NEW HARDWARE ARCHITECTURE FOR THE CLOUD
It is now an acknowledged fact that Big Data exists and can be processed. But the big question remains “How to generate value from Big Data?”. The answer to that question still requires improvements in the way the data is processed nowadays in order to increase the performance of this processing. In order to achieve this, new hardware architectures have to be defined in addition to new processing models. The hardware stack that will handle Big Data processing needs to be fully redesigned and take into account manycore processors, GPUs, Software-Defined Networks, and store data on SSD. This will also require DSLs that will allow users to define coherent jobs despite the heterogeneous hardware architecture. This is actually what is already proposed in our extension of the DFG processing model to take into account nodes with GPU processing.

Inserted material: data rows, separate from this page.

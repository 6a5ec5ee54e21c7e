use std::path::{Path, PathBuf};

use thiserror::Error;
use uuid::Uuid;

use crate::config::ServerConfig;

pub const ALLOWED_EXTENSIONS: [&str; 2] = [".pdf", ".docx"];

#[derive(Debug, Error)]
pub enum UploadError {
    #[error("Please upload a file")]
    Missing,

    #[error("Please upload document file")]
    UnsupportedType,

    #[error("Please upload file less than 2mb")]
    TooLarge,

    #[error("Resume write failed: {0}")]
    Io(#[from] std::io::Error),
}

/// Resume files on local disk under the configured upload directory
#[derive(Debug, Clone)]
pub struct ResumeStore {
    dir: PathBuf,
    max_size: usize,
}

impl ResumeStore {
    pub fn new(dir: impl Into<PathBuf>, max_size: usize) -> Self {
        Self {
            dir: dir.into(),
            max_size,
        }
    }

    pub fn from_config(config: &ServerConfig) -> Self {
        Self::new(&config.file_upload_path, config.max_file_size)
    }

    /// Checks name and size of an uploaded file and returns its lowercased extension.
    pub fn validate(&self, file_name: &str, size: usize) -> Result<&'static str, UploadError> {
        if file_name.trim().is_empty() || size == 0 {
            return Err(UploadError::Missing);
        }

        let ext = Path::new(file_name)
            .extension()
            .and_then(|e| e.to_str())
            .map(|e| format!(".{}", e.to_lowercase()))
            .ok_or(UploadError::UnsupportedType)?;
        let ext = ALLOWED_EXTENSIONS
            .iter()
            .copied()
            .find(|allowed| *allowed == ext)
            .ok_or(UploadError::UnsupportedType)?;

        if size > self.max_size {
            return Err(UploadError::TooLarge);
        }
        Ok(ext)
    }

    /// Writes the file and returns the path it was stored at.
    pub async fn save(&self, name: &str, bytes: &[u8]) -> Result<PathBuf, UploadError> {
        tokio::fs::create_dir_all(&self.dir).await?;
        let path = self.dir.join(name);
        tokio::fs::write(&path, bytes).await?;
        tracing::debug!("Stored resume {}", path.display());
        Ok(path)
    }

    /// Deletes resume files in the background. Failures are logged, never reported.
    pub fn remove_detached(&self, names: Vec<String>) {
        if names.is_empty() {
            return;
        }
        let dir = self.dir.clone();
        tokio::spawn(async move {
            for name in names {
                let path = dir.join(&name);
                if let Err(e) = tokio::fs::remove_file(&path).await {
                    tracing::warn!("Could not remove resume {}: {}", path.display(), e);
                }
            }
        });
    }
}

/// `<userId>_<userName>_<jobId><ext>`, with the user name reduced to characters
/// that are safe in a file name.
pub fn stored_name(user_id: Uuid, user_name: &str, job_id: Uuid, ext: &str) -> String {
    let safe_name: String = user_name
        .trim()
        .chars()
        .map(|c| if c.is_ascii_alphanumeric() || c == '-' { c } else { '_' })
        .collect();
    format!("{}_{}_{}{}", user_id, safe_name, job_id, ext)
}
// handlers/public/jobs/stats.rs - GET /api/v1/stats/:topic handler

use axum::extract::{Path, State};

use crate::database::models::JobStats;
use crate::error::ApiError;
use crate::middleware::{ApiResponse, ApiResult};
use crate::state::AppState;

/// Salary and position aggregates per experience level for jobs whose title
/// contains `topic` (case-insensitive).
pub async fn job_stats_get(State(state): State<AppState>, Path(topic): Path<String>) -> ApiResult<Vec<JobStats>> {
    let stats = state.jobs.stats(&topic).await?;
    if stats.is_empty() {
        return Err(ApiError::not_found(format!("No stats found for {}", topic)));
    }
    Ok(ApiResponse::success(stats))
}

DISCUSSION ABOUT DISTRIBUTED DATA MINING FOR BIG DATA
Many researches in data mining have now taken the path of distributing the process of the algorithm. As such, the framework proposed by EURA NOVA also produces partial models by workers which are merged back to form the final model. For iterative algorithms, in some case, distributing the processing will actually require make the convergence slower. This is however acceptable in the context of Big Data processing as long as the performance gain on an iteration still outperforms the iteration time on one node [REFERENCE: Chengjie Qin & Florin Rusu, Speeding up Distributed Low-rank Matrix Factorisation].
CLOSING THOUGHT
As years pass by, like a good wine gets better with age, research on Cloud Computing has kept on proposing new ambitious architectures and concepts. From my point of view what we are actually doing in the field is still paving the way for the applications of tomorrow. Cloud Computing is a movement that is set, gains balance and soundness, and is sure to still be around for the next decade.
Nam-Luc Tran